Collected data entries

══════════════════════════════

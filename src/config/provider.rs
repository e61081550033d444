//! Configuration Provider Trait

use std::str::FromStr;

use super::ConfigResult;

/// Source of raw configuration values.
pub trait ConfigProvider: Send + Sync {
    /// Provider name for logging
    fn name(&self) -> &str;

    /// Get a raw configuration value
    fn get_raw(&self, key: &str) -> ConfigResult<Option<String>>;
}

/// Typed lookups that degrade to "unset" instead of failing.
pub trait ConfigProviderExt: ConfigProvider {
    /// Parses the value for `key`. An unparseable value is logged and
    /// treated as absent so the caller's default applies.
    fn parsed<T: FromStr>(&self, key: &str) -> ConfigResult<Option<T>> {
        let Some(raw) = self.get_raw(key)? else {
            return Ok(None);
        };
        match raw.trim().parse::<T>() {
            Ok(value) => Ok(Some(value)),
            Err(_) => {
                tracing::warn!(
                    provider = self.name(),
                    key,
                    value = %raw,
                    "Ignoring unparseable configuration value"
                );
                Ok(None)
            }
        }
    }

    /// Like [`parsed`](Self::parsed), but also discards values that fail
    /// `accept`.
    fn parsed_if<T: FromStr + Copy + std::fmt::Display>(
        &self,
        key: &str,
        accept: impl Fn(T) -> bool,
    ) -> ConfigResult<Option<T>> {
        match self.parsed::<T>(key)? {
            Some(value) if accept(value) => Ok(Some(value)),
            Some(value) => {
                tracing::warn!(
                    provider = self.name(),
                    key,
                    value = %value,
                    "Ignoring out-of-range configuration value"
                );
                Ok(None)
            }
            None => Ok(None),
        }
    }
}

impl<P: ConfigProvider + ?Sized> ConfigProviderExt for P {}
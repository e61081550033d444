//! Replaceable time source for refill, expiry and window math.

use std::sync::Mutex;
use std::time::Duration;

use chrono::{DateTime, TimeDelta, Utc};

/// Source of the current instant.
pub trait Clock: Send + Sync {
    fn now(&self) -> DateTime<Utc>;
}

/// Wall clock.
#[derive(Debug, Clone, Copy, Default)]
pub struct SystemClock;

impl Clock for SystemClock {
    fn now(&self) -> DateTime<Utc> {
        Utc::now()
    }
}

/// Clock that only moves when told to.
///
/// Lets tests step through token refill, cache expiry and usage windows
/// deterministically instead of sleeping.
#[derive(Debug)]
pub struct ManualClock {
    now: Mutex<DateTime<Utc>>,
}

impl ManualClock {
    pub fn new(start: DateTime<Utc>) -> Self {
        Self {
            now: Mutex::new(start),
        }
    }

    /// Starts at the current wall-clock instant.
    pub fn starting_now() -> Self {
        Self::new(Utc::now())
    }

    pub fn advance(&self, by: Duration) {
        let mut now = self.now.lock().unwrap_or_else(|e| e.into_inner());
        *now = shift(*now, by);
    }

    pub fn set(&self, to: DateTime<Utc>) {
        *self.now.lock().unwrap_or_else(|e| e.into_inner()) = to;
    }
}

impl Default for ManualClock {
    fn default() -> Self {
        Self::starting_now()
    }
}

impl Clock for ManualClock {
    fn now(&self) -> DateTime<Utc> {
        *self.now.lock().unwrap_or_else(|e| e.into_inner())
    }
}

/// Time elapsed from `since` to `now`, zero if the clock went backwards.
pub(crate) fn elapsed(since: DateTime<Utc>, now: DateTime<Utc>) -> Duration {
    (now - since).to_std().unwrap_or_default()
}

/// `ts + by`, saturating at the largest representable instant.
pub(crate) fn shift(ts: DateTime<Utc>, by: Duration) -> DateTime<Utc> {
    TimeDelta::from_std(by)
        .ok()
        .and_then(|delta| ts.checked_add_signed(delta))
        .unwrap_or(DateTime::<Utc>::MAX_UTC)
}

/// Serde module for `Duration` as (possibly fractional) seconds.
pub(crate) mod duration_secs {
    use serde::de::Error as _;
    use serde::{Deserialize, Deserializer, Serializer};
    use std::time::Duration;

    pub fn serialize<S>(duration: &Duration, serializer: S) -> Result<S::Ok, S::Error>
    where
        S: Serializer,
    {
        if duration.subsec_nanos() == 0 {
            serializer.serialize_u64(duration.as_secs())
        } else {
            serializer.serialize_f64(duration.as_secs_f64())
        }
    }

    pub fn deserialize<'de, D>(deserializer: D) -> Result<Duration, D::Error>
    where
        D: Deserializer<'de>,
    {
        let secs = f64::deserialize(deserializer)?;
        Duration::try_from_secs_f64(secs)
            .map_err(|_| D::Error::custom(format!("invalid duration in seconds: {secs}")))
    }
}

#[cfg(test)]
mod tests {
    use super::*;

    #[test]
    fn test_manual_clock_advance() {
        let clock = ManualClock::starting_now();
        let start = clock.now();

        clock.advance(Duration::from_millis(1500));
        assert_eq!(elapsed(start, clock.now()), Duration::from_millis(1500));
    }

    #[test]
    fn test_elapsed_saturates_on_backwards_clock() {
        let now = Utc::now();
        let earlier = now - TimeDelta::seconds(10);
        assert_eq!(elapsed(now, earlier), Duration::ZERO);
    }

    #[test]
    fn test_shift_saturates() {
        let ts = DateTime::<Utc>::MAX_UTC - TimeDelta::seconds(1);
        assert_eq!(shift(ts, Duration::from_secs(3600)), DateTime::<Utc>::MAX_UTC);
    }
}
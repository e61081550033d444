//! Token bucket state for a single tenant.

use chrono::{DateTime, Utc};

use crate::clock::elapsed;

#[derive(Debug, Clone)]
pub(crate) struct TokenBucket {
    tokens: f64,
    last_refill: DateTime<Utc>,
}

impl TokenBucket {
    /// Bucket for a tenant seen for the first time, with the admitting token
    /// already spent.
    pub(crate) fn first_seen(burst: f64, now: DateTime<Utc>) -> Self {
        Self {
            tokens: burst - 1.0,
            last_refill: now,
        }
    }

    pub(crate) fn is_corrupt(&self, burst: f64) -> bool {
        !self.tokens.is_finite() || self.tokens < 0.0 || self.tokens > burst
    }

    /// Adds `elapsed * rate` tokens, capped at `burst`. A clock that has not
    /// moved forward leaves the bucket untouched.
    pub(crate) fn refill(&mut self, now: DateTime<Utc>, rate_per_sec: f64, burst: f64) {
        if now <= self.last_refill {
            return;
        }
        let secs = elapsed(self.last_refill, now).as_secs_f64();
        self.tokens = (self.tokens + secs * rate_per_sec).min(burst);
        self.last_refill = now;
    }

    pub(crate) fn try_take(&mut self) -> bool {
        if self.tokens < 1.0 {
            return false;
        }
        self.tokens -= 1.0;
        true
    }

    pub(crate) fn tokens(&self) -> f64 {
        self.tokens
    }
}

══════════════════════════════

Work task —
Pick every line of the data that includes the string "earlier".

Exercise answer —
        let earlier = now - TimeDelta::seconds(10);
        assert_eq!(elapsed(now, earlier), Duration::ZERO);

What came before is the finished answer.